Rainyspringflowers · 27/03/2024 13:40

Interesting read. Thank you.

Monthlymusing · 27/03/2024 13:46

Thanks for all these responses, very insightful. I’d like to say to those who work in this field I just don’t know how you do it. It must be one of the hardest jibs in the world.

I’d forgotten about the satanic panic era. A fascinating bit of social history which I suppose does prove abuse can be fabricated. Presumably the system now wouldn’t allow it to happen as it’s far more case by case. We must remember too that some people had their lives ruined by the accusations. I remember listening to an interview with a nursery worker.

Also very interesting re. Ethnicity/social class factors. Does anyone actually keep stats because the courts are secret?

TimesChangeAgain sadly that route you speak of appears very much still in operation. It was mentioned in the current trial (I’m listening to the podcast of the court reports and I think it’s fine to stick to mentioning facts on here). It screams red flags to me!

OP posts:
DancefloorAcrobatics · 27/03/2024 13:49

I know an ongoing case where the parents are ademant that SS took their DC out of spite.... and you'd probably believe the parents at first sight.

I know the parents through work ( we cross paths on a regular, work related basis- nothing to do with SS.)
The problem is, they have a very chaotic life that's not suitable for children.
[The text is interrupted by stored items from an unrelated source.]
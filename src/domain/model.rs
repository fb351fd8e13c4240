use chrono::NaiveDateTime;
use serde::{Deserialize, Serialize};

/// 數位產品護照（後端實體）
#[derive(Debug, Clone, Default, PartialEq, Serialize, Deserialize)]
#[serde(rename_all = "camelCase", default)]
pub struct Passport {
    pub id: i64,
    pub product_name: Option<String>,
    pub manufacturer: Option<String>,
    pub serial_number: Option<String>,
    pub manufacturing_date: Option<NaiveDateTime>,
    pub product_type: Option<String>,
    pub model_number: Option<String>,
    pub csv_file_name: Option<String>,
    pub encrypted: bool,
    pub repair_history: Vec<RepairEntry>,
}

impl Passport {
    pub fn has_csv_file(&self) -> bool {
        self.csv_file_name
            .as_deref()
            .is_some_and(|name| !name.trim().is_empty())
    }
}

#[derive(Debug, Clone, Default, PartialEq, Serialize, Deserialize)]
#[serde(rename_all = "camelCase", default)]
pub struct RepairEntry {
    pub id: Option<i64>,
    pub repair_date: Option<NaiveDateTime>,
    pub description: Option<String>,
    pub repair_type: Option<String>,
    pub technician: Option<String>,
}

/// 建立護照表單
#[derive(Debug, Clone, Default, PartialEq, Serialize, Deserialize)]
#[serde(rename_all = "camelCase")]
pub struct NewPassport {
    pub product_name: String,
    pub manufacturer: String,
    pub serial_number: String,
    pub manufacturing_date: Option<NaiveDateTime>,
    pub product_type: String,
    pub model_number: String,
}

/// 維修紀錄表單，不帶 passport 參照
#[derive(Debug, Clone, Default, PartialEq, Serialize, Deserialize)]
#[serde(rename_all = "camelCase")]
pub struct NewRepairEntry {
    pub repair_date: Option<NaiveDateTime>,
    pub description: String,
    pub repair_type: String,
    pub technician: String,
}

/// EDC 連接器投遞的一筆資料
#[derive(Debug, Clone, Default, PartialEq, Serialize, Deserialize)]
#[serde(rename_all = "camelCase", default)]
pub struct DataTransfer {
    pub id: Option<i64>,
    pub transfer_id: Option<String>,
    pub transfer_time: Option<NaiveDateTime>,
    pub reference_id: Option<String>,
    pub json_data: String,
}

#[derive(Debug, Clone, PartialEq, Serialize, Deserialize)]
#[serde(rename_all = "camelCase")]
pub struct TransferInitiation {
    pub reference_id: String,
    #[serde(default)]
    pub status: Option<String>,
    #[serde(default)]
    pub message: Option<String>,
}

#[derive(Debug, Clone, PartialEq, Serialize, Deserialize)]
#[serde(rename_all = "camelCase")]
pub struct UploadOutcome {
    pub passport: Passport,
    #[serde(default)]
    pub encryption_enabled: bool,
}

#[derive(Debug, Clone, Copy, PartialEq, Eq, Serialize, Deserialize)]
#[serde(rename_all = "camelCase")]
pub struct EncryptionStatus {
    pub csv_encryption_enabled: bool,
}

/// 本地 CSV 材料檔預覽
#[derive(Debug, Clone, PartialEq, Eq)]
pub struct CsvPreview {
    pub headers: Vec<String>,
    pub row_count: usize,
    pub sample_rows: Vec<Vec<String>>,
}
There is a serious MH diagnosis, but no willingness to get better or take medication.

DC often miss school or get shipped out to friends (not family) late at night - even I was once asked to help out...
SS have tried to get them some help and structure to no avail.

In the end, they took the DC, had one emergency court hearing and have been in care since.

I don't know the ins and outs, only what said colleague wants me to know.

But I don't believe SS have done anything wrong.

I don't think SS have time or resources to just take any child away from their parents without reason to do so.

tempnameforadvice · 27/03/2024 14:11

I don't think SS have time or resources to just take any child away from their parents without reason to do so.

Absolutely this. I think the chances of children being removed are vanishingly small. It takes so much more than you might think to even get close to removing children.

LakeTiticaca · 27/03/2024 14:21

There have been mistakes like the scandal of children with Brittle bone disease who were snatched away from.their parents and adopted away from their totally innocent parents.
And then the Cleveland child abuse scandal were innocent parents (100s of them) were wrongly accused of child sex abuse.
The other side of the coin being cases like Baby P whose mother smeared his face with chocolate to fool social workers he wasn't covered in bruises.......

Fluffyblobs · 27/03/2024 14:33

GiantCheeseMonster · 27/03/2024 13:02

I work with children in care. The legal threshold for removal of children from parents is (rightly) very high. In the majority of cases it happens as a result of ongoing persistent neglect which hasn’t improved after a lot of support from professionals, so there is ample evidence which the courts have in front of them. It also happens as a result of observation or disclosure of abuse. In practice it is very hard to remove a child from parents and those parents who don’t accept their child coming into care may be in denial about how bad things were, or unable to recognise how bad things were, or inclined to minimise, deny or try to excuse abuse.

^
Ex CP social worker
I can speak from my perspective of U.K. social work only but social workers definitely aren't out to remove loads of kids - it's incredibly distressing for the child/family and us. It's a high stress job already why would we make additional upset just because. It's a mega high threshold for removal with a lot of evidence needed - generally when kids are removed it's for their genuine safety and care.